Activity -
Whenever the string "latte" turns up in a line of the data below, copy that line.

(Dataset entries)
□ □ □ □ □

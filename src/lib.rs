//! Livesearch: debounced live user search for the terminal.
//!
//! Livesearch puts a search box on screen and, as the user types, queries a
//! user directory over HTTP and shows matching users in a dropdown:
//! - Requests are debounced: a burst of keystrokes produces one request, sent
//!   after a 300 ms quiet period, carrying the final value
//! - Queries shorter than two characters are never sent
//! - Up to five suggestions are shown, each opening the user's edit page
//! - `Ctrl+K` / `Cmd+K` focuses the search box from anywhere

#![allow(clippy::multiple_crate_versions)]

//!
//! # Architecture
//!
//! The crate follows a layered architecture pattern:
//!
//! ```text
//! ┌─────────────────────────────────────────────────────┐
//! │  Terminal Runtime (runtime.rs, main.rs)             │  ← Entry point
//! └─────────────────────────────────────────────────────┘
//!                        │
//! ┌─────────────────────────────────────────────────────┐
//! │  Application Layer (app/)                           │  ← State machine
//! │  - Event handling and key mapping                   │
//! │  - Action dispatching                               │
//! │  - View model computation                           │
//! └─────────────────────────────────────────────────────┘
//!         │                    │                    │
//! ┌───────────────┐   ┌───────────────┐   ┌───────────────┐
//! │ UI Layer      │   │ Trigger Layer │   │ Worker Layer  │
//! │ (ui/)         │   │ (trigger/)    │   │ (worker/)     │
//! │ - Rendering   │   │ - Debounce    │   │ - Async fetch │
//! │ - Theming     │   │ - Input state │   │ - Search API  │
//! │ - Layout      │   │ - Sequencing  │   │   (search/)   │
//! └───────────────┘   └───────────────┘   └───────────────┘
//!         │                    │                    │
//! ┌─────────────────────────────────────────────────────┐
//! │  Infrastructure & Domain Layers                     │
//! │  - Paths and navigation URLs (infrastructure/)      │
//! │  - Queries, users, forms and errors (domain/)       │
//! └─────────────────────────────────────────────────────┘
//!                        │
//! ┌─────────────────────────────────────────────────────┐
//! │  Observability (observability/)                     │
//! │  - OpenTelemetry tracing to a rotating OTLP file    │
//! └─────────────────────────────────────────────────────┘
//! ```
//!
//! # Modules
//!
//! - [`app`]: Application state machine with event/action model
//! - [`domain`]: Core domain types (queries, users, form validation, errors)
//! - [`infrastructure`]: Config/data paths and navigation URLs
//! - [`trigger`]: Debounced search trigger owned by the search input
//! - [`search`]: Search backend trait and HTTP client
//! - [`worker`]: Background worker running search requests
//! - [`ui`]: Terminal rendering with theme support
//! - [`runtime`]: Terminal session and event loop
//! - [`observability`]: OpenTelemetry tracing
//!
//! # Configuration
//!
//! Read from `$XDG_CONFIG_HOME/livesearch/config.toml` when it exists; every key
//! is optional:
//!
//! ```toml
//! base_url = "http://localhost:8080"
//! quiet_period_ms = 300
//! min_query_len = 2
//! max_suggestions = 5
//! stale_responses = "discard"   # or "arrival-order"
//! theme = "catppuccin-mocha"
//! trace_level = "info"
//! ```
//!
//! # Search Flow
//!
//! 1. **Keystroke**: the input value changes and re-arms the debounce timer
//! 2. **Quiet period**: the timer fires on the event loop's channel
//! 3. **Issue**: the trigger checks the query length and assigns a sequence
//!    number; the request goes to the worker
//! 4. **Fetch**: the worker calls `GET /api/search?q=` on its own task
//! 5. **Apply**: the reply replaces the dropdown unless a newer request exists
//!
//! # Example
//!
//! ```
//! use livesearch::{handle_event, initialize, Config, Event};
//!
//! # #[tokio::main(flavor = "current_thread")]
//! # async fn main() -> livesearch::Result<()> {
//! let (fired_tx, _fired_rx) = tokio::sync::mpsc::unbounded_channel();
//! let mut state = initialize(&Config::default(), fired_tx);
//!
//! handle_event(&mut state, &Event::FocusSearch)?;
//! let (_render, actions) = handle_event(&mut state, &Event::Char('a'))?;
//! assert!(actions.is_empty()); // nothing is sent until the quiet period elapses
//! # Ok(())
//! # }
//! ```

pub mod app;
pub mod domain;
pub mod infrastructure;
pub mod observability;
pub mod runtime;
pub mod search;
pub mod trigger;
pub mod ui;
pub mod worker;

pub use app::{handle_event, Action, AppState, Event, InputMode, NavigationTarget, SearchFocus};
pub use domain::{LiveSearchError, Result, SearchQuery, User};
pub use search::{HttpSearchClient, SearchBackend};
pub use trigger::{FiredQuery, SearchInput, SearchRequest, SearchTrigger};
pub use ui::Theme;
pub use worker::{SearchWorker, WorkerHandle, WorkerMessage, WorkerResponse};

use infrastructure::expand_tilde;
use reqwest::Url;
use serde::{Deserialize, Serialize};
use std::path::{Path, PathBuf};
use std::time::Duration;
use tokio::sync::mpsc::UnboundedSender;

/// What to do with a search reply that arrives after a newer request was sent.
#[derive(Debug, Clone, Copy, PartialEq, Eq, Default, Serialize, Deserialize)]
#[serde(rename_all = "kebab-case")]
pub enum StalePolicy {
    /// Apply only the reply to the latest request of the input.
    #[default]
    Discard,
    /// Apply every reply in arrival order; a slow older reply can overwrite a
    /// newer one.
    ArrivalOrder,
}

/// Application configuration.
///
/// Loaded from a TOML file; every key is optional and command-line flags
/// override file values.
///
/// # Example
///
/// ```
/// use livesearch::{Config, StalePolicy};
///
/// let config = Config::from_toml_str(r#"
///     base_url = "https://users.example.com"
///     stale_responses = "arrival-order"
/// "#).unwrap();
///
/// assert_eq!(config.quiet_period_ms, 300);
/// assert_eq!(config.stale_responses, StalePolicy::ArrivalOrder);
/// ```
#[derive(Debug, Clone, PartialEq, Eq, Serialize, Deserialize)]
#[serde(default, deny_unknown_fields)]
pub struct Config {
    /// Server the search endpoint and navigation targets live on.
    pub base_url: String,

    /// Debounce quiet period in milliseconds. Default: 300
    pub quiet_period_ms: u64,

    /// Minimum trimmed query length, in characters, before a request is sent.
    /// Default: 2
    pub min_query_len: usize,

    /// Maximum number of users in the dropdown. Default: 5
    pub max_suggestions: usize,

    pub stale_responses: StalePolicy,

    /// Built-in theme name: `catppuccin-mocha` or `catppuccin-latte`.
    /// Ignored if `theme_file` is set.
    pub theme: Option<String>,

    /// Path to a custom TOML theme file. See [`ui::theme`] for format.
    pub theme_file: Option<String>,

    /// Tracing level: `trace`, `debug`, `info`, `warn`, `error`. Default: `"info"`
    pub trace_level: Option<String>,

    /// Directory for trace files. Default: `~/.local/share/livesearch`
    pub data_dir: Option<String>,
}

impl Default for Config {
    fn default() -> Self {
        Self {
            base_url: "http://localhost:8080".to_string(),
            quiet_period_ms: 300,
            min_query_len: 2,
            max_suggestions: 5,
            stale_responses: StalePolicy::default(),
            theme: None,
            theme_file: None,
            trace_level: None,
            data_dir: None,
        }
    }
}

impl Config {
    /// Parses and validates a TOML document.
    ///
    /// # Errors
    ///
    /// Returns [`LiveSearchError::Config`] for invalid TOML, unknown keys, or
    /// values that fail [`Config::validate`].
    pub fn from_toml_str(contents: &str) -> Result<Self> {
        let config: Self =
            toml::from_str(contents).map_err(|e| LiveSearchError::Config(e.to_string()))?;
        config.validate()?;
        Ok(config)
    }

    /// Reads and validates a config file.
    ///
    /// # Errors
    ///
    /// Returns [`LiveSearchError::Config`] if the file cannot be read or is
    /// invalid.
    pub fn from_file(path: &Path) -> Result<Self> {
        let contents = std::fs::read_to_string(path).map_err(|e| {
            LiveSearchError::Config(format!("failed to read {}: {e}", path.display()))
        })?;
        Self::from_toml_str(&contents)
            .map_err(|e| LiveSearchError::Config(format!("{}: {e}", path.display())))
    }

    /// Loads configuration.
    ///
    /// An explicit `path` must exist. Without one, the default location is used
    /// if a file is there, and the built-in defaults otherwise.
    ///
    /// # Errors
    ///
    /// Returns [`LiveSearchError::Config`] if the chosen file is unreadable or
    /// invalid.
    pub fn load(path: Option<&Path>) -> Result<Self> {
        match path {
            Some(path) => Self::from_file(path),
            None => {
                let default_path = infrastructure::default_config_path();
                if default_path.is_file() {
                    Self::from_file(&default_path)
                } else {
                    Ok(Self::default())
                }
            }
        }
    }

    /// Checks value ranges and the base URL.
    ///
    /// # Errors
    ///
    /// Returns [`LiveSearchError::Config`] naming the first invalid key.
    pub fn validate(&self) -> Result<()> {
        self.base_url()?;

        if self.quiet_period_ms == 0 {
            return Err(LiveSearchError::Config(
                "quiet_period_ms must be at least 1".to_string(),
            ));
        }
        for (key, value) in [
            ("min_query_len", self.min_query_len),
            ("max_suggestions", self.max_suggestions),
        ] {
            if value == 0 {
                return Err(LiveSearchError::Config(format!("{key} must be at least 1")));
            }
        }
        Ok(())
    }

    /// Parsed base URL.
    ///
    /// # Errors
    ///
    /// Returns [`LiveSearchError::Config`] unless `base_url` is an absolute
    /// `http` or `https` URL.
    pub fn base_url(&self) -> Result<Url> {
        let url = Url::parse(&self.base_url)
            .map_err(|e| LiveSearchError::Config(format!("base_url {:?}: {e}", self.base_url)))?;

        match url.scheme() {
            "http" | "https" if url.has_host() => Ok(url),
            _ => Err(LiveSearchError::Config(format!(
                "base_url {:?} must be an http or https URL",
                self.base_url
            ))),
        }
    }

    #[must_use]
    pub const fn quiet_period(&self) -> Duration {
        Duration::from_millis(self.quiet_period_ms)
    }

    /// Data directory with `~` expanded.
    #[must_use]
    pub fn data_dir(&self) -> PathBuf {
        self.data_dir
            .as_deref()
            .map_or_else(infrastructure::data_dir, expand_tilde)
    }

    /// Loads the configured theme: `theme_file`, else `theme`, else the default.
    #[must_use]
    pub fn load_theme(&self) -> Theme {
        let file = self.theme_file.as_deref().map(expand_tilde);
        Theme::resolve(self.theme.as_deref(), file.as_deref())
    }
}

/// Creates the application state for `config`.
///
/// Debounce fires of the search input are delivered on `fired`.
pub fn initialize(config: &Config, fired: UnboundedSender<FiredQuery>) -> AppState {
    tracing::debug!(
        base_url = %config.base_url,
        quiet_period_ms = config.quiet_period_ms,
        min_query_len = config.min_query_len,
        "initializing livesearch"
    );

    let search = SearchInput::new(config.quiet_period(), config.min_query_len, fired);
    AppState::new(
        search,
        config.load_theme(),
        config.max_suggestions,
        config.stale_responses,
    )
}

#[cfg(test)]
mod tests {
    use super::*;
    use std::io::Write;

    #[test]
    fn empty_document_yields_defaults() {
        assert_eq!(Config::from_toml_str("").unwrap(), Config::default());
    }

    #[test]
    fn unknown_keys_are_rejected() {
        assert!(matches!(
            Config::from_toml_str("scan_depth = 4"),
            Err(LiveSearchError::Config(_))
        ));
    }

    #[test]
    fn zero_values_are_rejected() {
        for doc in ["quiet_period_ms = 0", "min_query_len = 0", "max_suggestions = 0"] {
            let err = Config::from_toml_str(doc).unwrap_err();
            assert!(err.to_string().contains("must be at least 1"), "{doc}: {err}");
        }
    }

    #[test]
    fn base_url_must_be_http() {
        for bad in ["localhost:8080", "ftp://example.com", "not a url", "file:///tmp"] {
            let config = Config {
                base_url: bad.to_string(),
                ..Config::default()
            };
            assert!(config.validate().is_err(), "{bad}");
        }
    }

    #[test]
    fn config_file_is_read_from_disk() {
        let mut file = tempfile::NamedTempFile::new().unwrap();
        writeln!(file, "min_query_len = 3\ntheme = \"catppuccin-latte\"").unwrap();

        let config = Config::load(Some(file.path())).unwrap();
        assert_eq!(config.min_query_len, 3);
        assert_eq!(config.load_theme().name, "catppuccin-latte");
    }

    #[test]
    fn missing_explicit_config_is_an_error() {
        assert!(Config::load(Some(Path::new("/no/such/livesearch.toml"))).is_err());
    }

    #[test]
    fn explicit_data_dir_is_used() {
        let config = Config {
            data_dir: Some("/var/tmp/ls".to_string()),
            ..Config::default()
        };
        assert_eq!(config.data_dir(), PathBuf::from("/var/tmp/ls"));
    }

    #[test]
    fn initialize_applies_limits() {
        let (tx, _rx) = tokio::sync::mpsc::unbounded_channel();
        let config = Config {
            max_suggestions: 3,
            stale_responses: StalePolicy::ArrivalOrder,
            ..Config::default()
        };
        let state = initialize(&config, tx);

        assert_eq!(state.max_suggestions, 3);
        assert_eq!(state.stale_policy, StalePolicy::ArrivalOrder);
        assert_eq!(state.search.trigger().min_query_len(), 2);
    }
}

□ □ □ □ □

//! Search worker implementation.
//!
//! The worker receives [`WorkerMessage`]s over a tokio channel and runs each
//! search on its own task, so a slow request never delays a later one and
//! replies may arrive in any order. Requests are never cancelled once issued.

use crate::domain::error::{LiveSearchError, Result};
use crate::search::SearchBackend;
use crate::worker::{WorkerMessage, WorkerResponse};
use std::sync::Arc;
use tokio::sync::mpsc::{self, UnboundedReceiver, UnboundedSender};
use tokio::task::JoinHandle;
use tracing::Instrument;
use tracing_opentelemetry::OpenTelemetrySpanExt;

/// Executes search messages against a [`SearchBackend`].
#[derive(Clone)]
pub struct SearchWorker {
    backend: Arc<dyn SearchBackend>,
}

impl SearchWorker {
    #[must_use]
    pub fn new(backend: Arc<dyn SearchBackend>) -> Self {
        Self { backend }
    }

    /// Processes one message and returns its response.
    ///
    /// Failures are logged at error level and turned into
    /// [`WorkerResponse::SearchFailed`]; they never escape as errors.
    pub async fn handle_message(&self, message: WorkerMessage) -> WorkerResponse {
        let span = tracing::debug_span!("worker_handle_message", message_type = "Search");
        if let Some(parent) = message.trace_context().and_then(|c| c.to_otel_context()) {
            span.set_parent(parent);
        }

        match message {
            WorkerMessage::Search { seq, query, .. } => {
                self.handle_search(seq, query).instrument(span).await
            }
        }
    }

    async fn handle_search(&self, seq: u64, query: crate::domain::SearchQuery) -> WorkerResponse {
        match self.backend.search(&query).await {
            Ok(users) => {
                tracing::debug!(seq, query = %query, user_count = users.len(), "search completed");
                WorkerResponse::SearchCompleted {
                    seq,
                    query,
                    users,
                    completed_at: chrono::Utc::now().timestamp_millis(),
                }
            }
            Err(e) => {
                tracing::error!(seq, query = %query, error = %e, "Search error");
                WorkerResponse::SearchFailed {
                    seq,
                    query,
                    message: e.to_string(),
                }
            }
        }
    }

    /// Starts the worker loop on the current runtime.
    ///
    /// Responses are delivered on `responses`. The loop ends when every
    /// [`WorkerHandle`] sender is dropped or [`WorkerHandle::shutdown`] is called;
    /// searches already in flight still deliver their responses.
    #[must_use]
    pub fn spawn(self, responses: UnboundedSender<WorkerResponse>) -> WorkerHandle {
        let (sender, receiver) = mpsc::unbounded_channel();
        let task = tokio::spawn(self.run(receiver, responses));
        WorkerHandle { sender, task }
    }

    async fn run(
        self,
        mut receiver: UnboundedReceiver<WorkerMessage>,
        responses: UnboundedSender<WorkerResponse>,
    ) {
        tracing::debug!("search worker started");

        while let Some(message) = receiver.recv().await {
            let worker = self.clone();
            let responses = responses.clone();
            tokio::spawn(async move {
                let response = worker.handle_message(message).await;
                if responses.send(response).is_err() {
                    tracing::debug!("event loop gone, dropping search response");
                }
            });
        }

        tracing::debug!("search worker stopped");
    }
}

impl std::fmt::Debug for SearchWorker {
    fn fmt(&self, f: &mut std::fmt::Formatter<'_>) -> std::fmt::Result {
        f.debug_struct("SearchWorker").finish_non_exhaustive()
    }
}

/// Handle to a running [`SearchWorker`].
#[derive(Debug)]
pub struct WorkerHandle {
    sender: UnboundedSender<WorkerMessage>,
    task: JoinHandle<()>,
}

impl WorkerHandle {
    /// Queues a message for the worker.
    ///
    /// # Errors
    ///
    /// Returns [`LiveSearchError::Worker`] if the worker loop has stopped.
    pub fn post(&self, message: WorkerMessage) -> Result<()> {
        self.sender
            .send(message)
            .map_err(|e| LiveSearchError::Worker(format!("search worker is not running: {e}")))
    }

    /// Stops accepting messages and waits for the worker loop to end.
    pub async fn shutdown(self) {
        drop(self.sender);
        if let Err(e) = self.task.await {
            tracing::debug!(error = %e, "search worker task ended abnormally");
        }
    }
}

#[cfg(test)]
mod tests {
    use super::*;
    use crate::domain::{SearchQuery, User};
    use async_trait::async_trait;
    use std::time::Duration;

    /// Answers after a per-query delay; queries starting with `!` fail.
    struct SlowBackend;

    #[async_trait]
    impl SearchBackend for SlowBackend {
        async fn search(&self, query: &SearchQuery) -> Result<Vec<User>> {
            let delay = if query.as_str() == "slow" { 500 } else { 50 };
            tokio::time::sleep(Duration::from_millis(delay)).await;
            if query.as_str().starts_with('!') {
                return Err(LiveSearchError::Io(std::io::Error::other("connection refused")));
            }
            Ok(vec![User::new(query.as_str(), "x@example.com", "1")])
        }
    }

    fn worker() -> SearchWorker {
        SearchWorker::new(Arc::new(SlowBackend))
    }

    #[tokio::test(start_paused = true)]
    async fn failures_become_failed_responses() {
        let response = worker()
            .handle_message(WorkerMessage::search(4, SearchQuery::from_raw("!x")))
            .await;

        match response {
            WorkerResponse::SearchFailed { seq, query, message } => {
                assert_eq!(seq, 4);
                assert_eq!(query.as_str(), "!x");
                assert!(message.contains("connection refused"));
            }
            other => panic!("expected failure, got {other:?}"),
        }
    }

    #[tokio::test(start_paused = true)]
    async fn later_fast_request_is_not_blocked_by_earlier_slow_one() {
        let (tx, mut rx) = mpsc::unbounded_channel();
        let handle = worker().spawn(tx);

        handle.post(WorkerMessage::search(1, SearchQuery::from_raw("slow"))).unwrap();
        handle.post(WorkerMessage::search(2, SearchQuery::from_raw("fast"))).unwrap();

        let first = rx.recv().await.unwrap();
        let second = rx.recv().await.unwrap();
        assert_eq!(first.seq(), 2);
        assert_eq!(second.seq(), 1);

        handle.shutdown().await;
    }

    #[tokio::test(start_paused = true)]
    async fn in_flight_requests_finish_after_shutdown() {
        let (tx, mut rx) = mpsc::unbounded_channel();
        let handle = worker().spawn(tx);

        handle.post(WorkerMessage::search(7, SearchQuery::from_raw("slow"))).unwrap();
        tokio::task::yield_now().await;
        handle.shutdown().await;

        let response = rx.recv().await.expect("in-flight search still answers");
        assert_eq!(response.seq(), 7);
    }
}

□ □ □ □ □

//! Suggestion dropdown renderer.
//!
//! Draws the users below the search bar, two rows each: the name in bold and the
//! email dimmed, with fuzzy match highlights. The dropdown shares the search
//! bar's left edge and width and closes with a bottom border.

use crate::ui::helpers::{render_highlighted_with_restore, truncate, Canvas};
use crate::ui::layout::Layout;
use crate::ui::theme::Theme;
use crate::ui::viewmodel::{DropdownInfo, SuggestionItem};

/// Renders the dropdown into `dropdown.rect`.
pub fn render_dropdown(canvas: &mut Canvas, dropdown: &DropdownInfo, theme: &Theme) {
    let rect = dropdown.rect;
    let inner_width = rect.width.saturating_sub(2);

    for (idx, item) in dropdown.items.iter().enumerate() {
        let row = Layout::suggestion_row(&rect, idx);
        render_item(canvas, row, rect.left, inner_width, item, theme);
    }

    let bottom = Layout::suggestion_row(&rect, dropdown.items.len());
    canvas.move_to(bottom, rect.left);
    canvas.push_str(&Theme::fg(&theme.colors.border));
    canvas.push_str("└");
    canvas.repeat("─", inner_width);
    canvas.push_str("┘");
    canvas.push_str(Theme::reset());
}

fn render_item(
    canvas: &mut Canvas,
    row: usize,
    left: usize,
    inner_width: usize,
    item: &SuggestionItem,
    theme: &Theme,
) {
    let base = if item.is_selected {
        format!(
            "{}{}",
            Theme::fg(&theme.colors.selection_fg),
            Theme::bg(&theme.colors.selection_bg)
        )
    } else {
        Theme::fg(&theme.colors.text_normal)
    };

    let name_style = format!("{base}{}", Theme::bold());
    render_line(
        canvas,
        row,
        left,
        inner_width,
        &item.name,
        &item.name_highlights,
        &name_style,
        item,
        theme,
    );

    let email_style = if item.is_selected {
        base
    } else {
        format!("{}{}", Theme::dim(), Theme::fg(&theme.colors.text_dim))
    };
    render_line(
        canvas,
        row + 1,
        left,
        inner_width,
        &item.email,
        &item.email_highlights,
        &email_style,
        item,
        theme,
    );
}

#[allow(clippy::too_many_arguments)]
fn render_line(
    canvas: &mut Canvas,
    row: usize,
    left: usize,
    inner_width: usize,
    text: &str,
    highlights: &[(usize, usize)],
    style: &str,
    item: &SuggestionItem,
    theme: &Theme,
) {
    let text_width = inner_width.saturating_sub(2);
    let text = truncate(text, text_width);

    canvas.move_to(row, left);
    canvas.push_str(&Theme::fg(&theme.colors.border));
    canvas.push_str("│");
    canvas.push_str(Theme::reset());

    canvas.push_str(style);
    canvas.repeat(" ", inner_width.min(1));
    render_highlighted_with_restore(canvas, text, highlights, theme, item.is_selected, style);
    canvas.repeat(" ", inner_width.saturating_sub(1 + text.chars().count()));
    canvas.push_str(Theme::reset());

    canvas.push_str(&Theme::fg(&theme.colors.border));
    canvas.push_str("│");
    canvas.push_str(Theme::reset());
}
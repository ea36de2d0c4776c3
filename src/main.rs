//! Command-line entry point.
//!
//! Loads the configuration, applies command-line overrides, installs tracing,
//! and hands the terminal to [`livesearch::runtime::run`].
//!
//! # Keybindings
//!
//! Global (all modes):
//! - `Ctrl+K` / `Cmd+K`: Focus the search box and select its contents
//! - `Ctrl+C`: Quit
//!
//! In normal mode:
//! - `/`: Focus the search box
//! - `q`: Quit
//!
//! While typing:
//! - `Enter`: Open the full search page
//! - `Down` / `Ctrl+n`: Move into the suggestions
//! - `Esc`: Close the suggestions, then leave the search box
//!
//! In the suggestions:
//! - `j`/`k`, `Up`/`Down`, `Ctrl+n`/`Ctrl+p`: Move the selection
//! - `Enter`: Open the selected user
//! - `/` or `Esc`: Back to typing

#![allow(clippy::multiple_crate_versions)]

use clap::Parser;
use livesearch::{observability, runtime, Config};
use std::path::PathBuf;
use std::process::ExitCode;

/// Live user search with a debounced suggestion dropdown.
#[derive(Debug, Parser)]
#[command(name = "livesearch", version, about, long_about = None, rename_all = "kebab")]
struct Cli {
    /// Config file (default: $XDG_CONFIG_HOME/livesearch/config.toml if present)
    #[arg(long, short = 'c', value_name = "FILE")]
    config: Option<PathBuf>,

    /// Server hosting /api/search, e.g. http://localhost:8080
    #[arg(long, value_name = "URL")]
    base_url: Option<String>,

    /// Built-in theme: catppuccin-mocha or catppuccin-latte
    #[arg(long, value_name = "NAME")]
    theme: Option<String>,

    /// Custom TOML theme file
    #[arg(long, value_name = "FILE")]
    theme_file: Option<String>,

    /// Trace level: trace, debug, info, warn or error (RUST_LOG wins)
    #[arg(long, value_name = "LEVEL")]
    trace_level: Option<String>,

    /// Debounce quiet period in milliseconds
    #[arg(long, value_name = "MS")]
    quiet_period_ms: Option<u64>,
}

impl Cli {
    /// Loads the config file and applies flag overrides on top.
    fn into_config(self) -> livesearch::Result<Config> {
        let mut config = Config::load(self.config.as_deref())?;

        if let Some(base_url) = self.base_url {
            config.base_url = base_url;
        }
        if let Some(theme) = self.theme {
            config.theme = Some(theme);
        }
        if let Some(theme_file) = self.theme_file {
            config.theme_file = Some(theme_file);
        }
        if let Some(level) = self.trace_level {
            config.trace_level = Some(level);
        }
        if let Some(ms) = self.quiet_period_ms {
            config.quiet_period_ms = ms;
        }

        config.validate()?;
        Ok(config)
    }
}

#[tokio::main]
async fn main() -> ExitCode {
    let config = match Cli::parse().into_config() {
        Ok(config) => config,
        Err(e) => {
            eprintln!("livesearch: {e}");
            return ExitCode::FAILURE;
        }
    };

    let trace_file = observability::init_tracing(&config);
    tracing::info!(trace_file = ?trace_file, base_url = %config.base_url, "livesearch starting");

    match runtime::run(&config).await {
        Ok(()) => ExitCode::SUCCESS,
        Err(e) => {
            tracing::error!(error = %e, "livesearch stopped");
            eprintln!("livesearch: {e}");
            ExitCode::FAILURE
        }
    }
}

□ □ □ □ □

Expected answer -
    /// Built-in theme name: `catppuccin-mocha` or `catppuccin-latte`.
        writeln!(file, "min_query_len = 3\ntheme = \"catppuccin-latte\"").unwrap();
        assert_eq!(config.load_theme().name, "catppuccin-latte");
    /// Built-in theme: catppuccin-mocha or catppuccin-latte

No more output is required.